Meios-termos e água fria me afastam,
Eu gosto é das chamas, das gargalhadas que fazem doer a barriga,
E do abraço apertado que encaixa os corpos latejando de saudades,
Dos exageros dos apaixonados, eu gosto é dos excessos ,
Das bocas que se procuram ávidas pelo doce da saliva e hálito quente deleitando-se em beijos demorados, Eu gosto dos pássaros..
Gosto da adrenalina que faz com que todos os meus sentidos fiquem alerta,
Gosto dos cheiros fortes, me acabo no que é doce,
Me demoro, preguiçosa, quando no afago me pedes pra ficar,
Me morro de saudade daquele antigo futuro,
Me dissolvo em lágrimas salgadas quando me pesa a mente,
Gosto dos olhos cansados daquele que me contemplava silencioso,
Gosto das mãos trêmulas em noite de eclipse lunar,
E daquele bombom que se dissolve em minha boca com gosto de lembrança...

                                                                                                            
                                                                                                              Gabriela Duarte.
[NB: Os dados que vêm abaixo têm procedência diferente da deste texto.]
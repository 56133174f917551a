use actix_web::{web, HttpResponse, Result};
use chrono::Utc;
use serde::Deserialize;
use uuid::Uuid;

use crate::database::models::{AttendanceRecord, AttendanceStatus};
use crate::database::repositories::AttendanceRepository;
use crate::error::AppError;
use crate::handlers::shared::ApiResponse;
use crate::services::auth::Claims;

#[derive(Debug, Deserialize)]
#[serde(rename_all = "camelCase")]
pub struct AttendanceListQuery {
    pub employee_id: Option<Uuid>,
    pub month: Option<u32>,
    pub year: Option<i32>,
}

/// Open today's attendance record
pub async fn clock_in(
    claims: Claims,
    repo: web::Data<AttendanceRepository>,
) -> Result<HttpResponse> {
    let now = Utc::now();
    let today = now.date_naive();

    let existing = repo
        .find_by_day(claims.sub, today)
        .await
        .map_err(AppError::from)?;

    let record = match existing {
        Some(record) if record.clock_in.is_some() => {
            return Err(AppError::BadRequest("Already clocked in today".into()).into());
        }
        Some(record) => repo
            .set_clock_in(record.id, now)
            .await
            .map_err(AppError::from)?,
        None => {
            let record = AttendanceRecord {
                id: Uuid::new_v4(),
                employee_id: claims.sub,
                work_date: today,
                clock_in: Some(now),
                clock_out: None,
                total_hours: None,
                status: AttendanceStatus::Present,
                created_at: now,
                updated_at: now,
            };
            repo.create(&record).await.map_err(AppError::from)?
        }
    };

    Ok(ApiResponse::success_with_message(
        record,
        "Clocked in successfully",
    ))
}

/// Close today's attendance record and compute hours worked
pub async fn clock_out(
    claims: Claims,
    repo: web::Data<AttendanceRepository>,
) -> Result<HttpResponse> {
    let now = Utc::now();
    let today = now.date_naive();

    let record = repo
        .find_by_day(claims.sub, today)
        .await
        .map_err(AppError::from)?;

    let record = match record {
        Some(record) => record,
        None => return Err(AppError::BadRequest("Please clock in first".into()).into()),
    };

    let clock_in = match record.clock_in {
        Some(clock_in) => clock_in,
        None => return Err(AppError::BadRequest("Please clock in first".into()).into()),
    };

    if record.clock_out.is_some() {
        return Err(AppError::BadRequest("Already clocked out today".into()).into());
    }

    let total_hours = AttendanceRecord::worked_hours(clock_in, now);
    let updated = repo
        .set_clock_out(record.id, now, total_hours)
        .await
        .map_err(AppError::from)?;

    Ok(ApiResponse::success_with_message(
        updated,
        "Clocked out successfully",
    ))
}

/// Attendance history, filterable to a calendar month
pub async fn list_attendance(
    claims: Claims,
    repo: web::Data<AttendanceRepository>,
    query: web::Query<AttendanceListQuery>,
) -> Result<HttpResponse> {
    let employee_id = match query.employee_id {
        Some(id) if id != claims.sub => {
            if !claims.can_manage_leave() {
                return Err(AppError::Forbidden(
                    "Cannot view other employees' attendance".into(),
                )
                .into());
            }
            id
        }
        _ => claims.sub,
    };

    let month = match (query.year, query.month) {
        (Some(year), Some(month)) => {
            if !(1..=12).contains(&month) {
                return Err(AppError::BadRequest("Month must be between 1 and 12".into()).into());
            }
            Some((year, month))
        }
        (None, None) => None,
        _ => {
            return Err(
                AppError::BadRequest("Month and year must be provided together".into()).into(),
            )
        }
    };

    let records = repo
        .list(employee_id, month)
        .await
        .map_err(AppError::from)?;

    Ok(ApiResponse::success(records))
}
sexta-feira, 26 de abril de 2013

Maio



Espero que meus dias chuvosos sejam alegres com um 1º de maio,
Que meus pés estejam sempre aquecidos assim como meu coração,
Espero nunca ficar desatenta ao canto dos pássaros
Quero ter a decência de não desperdiçar gentilezas
Que eu nunca perca a chance de fazer alguém sorrir
Espero além de tudo não me contagiar com as friezas alheias,
Pois não serei indiferente aos que amo
Quero ter braços e colo suficientes para suprir aos que me querem por perto
E que eu tenha a sorte de nunca me faltar uma mão ou um ombro
Sempre que o cansaço me bater e meus pés fraquejarem...
Todas as vezes que minha alma congelar que não falte fogo para reaquecê-la,
Que seja 6 de maio sempre que eu escrever meu nome numa árvore,
Espero olhar pra trás com a sensação de dever cumprido
E que das sementes que plantei floresçam árvores grandes, fortes e lindas
Que eu saiba cultivar as verdadeiras amizades, mesmo que distante,
Que o amor que trago comigo, não seque, que seja água corrente eternamente,
Que eu me atente aos detalhes e não promova desperdícios,
Que todo dia 28 de maio eu receba abraços calorosos, me sinta mais sábia
E mais bonita, mesmo daqui há 60 anos
Espero sempre relevar os pequenos erros, para que a vida seja leve
E a felicidade se eleve!


                                                                                                                Gabriela Duarte

sábado, 26 de janeiro de 2013

Velhos novos sentimentos


Não pude sentir essa explosão
Apenas o abalo que fez tremer meu coração
Sem perscrutar decidi apenas me conter
Adiando assim respostas essências para o meu viver

Confuso, me pego a questionar
E me recuso então a ter que aceitar
Que as dores da vida eu não posso curar
E os erros do passado eu já não possa apagar

Estremecido, minha carne sente a sua
Minhas memórias ainda estão vivas
O meu sangue tem seu DNA e enfim
A minha alma não habita mais em mim

Está perdida por aí tal como meus pensamentos
Tal como tudo aquilo que não vivemos
Tal como todos nossos lindos momentos
Tal como o adeus que nós não dissemos...

                                                                                    Jean Lacerda.